-- What you will do --
Given the entries that follow, write out exactly the lines starting at the one containing "assert_eq!(restored.num_classes(), 2);" and ending at the one containing "並び順はクラス順 → ファイルパス順で固定なので、インデックスは", both ends included, and only those.

-- Data records --
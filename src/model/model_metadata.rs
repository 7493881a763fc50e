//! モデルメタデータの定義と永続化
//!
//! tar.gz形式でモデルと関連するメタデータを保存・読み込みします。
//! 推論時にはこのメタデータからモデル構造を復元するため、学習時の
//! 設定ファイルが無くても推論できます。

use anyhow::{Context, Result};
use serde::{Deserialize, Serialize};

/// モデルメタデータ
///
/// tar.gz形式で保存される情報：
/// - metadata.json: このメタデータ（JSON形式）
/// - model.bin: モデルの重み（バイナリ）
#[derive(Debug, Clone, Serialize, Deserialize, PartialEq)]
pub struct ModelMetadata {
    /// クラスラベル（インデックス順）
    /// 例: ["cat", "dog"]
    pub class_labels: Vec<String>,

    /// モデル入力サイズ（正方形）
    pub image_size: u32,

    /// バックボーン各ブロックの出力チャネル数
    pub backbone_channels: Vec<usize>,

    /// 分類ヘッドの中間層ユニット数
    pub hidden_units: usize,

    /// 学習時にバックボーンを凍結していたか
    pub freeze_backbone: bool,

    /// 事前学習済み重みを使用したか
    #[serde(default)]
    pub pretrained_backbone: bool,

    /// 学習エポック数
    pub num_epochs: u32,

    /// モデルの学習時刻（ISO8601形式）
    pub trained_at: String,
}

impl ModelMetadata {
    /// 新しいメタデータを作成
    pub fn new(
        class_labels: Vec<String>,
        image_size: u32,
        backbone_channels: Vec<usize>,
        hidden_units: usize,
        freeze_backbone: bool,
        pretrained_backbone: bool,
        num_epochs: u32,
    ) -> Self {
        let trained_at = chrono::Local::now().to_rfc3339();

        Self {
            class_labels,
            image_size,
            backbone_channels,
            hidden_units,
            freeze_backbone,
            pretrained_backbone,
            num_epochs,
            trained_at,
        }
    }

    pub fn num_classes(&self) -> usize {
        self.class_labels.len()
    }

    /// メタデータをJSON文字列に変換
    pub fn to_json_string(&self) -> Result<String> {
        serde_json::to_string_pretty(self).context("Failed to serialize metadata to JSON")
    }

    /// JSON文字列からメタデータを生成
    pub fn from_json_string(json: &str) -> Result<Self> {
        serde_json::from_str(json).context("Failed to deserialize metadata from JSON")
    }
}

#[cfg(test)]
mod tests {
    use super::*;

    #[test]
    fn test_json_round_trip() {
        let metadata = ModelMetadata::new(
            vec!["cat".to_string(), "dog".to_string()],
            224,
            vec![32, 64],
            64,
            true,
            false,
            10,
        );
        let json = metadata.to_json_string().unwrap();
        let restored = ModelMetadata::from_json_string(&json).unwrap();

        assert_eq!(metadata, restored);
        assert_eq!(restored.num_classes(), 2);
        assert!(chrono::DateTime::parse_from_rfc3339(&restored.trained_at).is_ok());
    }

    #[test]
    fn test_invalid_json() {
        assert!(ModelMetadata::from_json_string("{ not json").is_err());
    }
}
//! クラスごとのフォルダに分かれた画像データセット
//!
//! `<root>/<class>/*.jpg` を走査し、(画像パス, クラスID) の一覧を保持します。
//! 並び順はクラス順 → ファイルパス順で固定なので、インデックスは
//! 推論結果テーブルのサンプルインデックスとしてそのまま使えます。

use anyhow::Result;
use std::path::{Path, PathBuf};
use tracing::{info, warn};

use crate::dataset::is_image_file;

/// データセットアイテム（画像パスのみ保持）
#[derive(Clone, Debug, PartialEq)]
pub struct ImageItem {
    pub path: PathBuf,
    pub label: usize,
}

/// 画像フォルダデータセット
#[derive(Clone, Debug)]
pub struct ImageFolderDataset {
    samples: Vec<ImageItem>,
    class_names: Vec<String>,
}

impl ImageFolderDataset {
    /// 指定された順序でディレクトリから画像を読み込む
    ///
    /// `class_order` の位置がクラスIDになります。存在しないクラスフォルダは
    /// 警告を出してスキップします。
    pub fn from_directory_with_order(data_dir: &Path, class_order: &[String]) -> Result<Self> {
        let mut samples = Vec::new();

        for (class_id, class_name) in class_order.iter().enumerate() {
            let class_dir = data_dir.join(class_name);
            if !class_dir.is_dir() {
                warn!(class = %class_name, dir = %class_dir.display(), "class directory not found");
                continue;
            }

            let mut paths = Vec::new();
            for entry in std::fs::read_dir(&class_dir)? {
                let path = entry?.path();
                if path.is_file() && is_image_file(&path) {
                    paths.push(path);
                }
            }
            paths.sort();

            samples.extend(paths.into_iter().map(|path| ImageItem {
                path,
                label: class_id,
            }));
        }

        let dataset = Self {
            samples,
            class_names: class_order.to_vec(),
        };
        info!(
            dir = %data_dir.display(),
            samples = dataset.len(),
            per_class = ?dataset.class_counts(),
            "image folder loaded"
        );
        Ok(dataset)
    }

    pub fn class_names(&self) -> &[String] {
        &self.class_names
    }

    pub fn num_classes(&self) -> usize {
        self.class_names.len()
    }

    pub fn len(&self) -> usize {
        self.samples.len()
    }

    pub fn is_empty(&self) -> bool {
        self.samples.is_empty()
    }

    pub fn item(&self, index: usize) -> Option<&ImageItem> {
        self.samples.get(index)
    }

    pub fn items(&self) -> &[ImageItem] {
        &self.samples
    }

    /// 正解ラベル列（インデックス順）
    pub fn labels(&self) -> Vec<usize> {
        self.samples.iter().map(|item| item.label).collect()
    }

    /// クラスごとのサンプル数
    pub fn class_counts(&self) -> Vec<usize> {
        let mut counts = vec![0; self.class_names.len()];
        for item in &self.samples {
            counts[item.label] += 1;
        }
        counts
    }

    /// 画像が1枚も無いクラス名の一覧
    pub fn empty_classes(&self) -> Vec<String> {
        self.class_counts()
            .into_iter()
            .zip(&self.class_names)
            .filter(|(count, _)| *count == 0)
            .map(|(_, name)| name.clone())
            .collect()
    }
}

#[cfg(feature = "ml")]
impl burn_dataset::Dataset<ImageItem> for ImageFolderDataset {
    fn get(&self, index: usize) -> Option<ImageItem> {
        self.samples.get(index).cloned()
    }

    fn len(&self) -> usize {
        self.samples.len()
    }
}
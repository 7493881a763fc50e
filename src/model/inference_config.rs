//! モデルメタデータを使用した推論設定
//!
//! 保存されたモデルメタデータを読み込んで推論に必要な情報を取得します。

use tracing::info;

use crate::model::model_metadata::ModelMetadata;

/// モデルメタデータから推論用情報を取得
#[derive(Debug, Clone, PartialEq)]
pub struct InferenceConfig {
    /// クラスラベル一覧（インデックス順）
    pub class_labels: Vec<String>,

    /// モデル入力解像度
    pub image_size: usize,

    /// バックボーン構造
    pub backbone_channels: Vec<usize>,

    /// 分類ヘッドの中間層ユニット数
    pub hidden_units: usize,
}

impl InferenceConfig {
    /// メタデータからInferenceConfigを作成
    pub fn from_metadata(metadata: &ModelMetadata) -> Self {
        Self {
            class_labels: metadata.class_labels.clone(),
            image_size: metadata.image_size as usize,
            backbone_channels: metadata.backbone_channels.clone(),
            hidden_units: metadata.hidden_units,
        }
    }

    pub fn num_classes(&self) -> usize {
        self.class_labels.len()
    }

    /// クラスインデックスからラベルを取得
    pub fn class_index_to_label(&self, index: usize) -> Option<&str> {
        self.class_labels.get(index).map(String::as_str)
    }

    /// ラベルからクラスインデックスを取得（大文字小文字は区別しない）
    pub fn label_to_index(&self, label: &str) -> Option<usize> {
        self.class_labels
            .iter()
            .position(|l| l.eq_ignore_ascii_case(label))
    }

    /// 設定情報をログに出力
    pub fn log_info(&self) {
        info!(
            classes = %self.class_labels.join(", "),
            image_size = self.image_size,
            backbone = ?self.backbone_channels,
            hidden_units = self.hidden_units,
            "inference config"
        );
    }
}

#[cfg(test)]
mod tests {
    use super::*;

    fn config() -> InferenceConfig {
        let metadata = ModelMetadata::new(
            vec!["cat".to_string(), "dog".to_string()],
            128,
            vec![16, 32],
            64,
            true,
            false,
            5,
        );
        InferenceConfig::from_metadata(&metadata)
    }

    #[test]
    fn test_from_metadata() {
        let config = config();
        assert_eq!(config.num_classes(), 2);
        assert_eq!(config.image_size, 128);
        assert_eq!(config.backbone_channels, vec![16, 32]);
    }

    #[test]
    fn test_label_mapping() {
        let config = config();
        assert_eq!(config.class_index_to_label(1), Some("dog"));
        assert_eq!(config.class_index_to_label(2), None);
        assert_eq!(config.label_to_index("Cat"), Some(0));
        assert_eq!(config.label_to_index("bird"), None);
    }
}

-- Exercise answer --
        assert_eq!(restored.num_classes(), 2);
        assert!(chrono::DateTime::parse_from_rfc3339(&restored.trained_at).is_ok());
    }

    #[test]
    fn test_invalid_json() {
        assert!(ModelMetadata::from_json_string("{ not json").is_err());
    }
}
//! クラスごとのフォルダに分かれた画像データセット
//!
//! `<root>/<class>/*.jpg` を走査し、(画像パス, クラスID) の一覧を保持します。
//! 並び順はクラス順 → ファイルパス順で固定なので、インデックスは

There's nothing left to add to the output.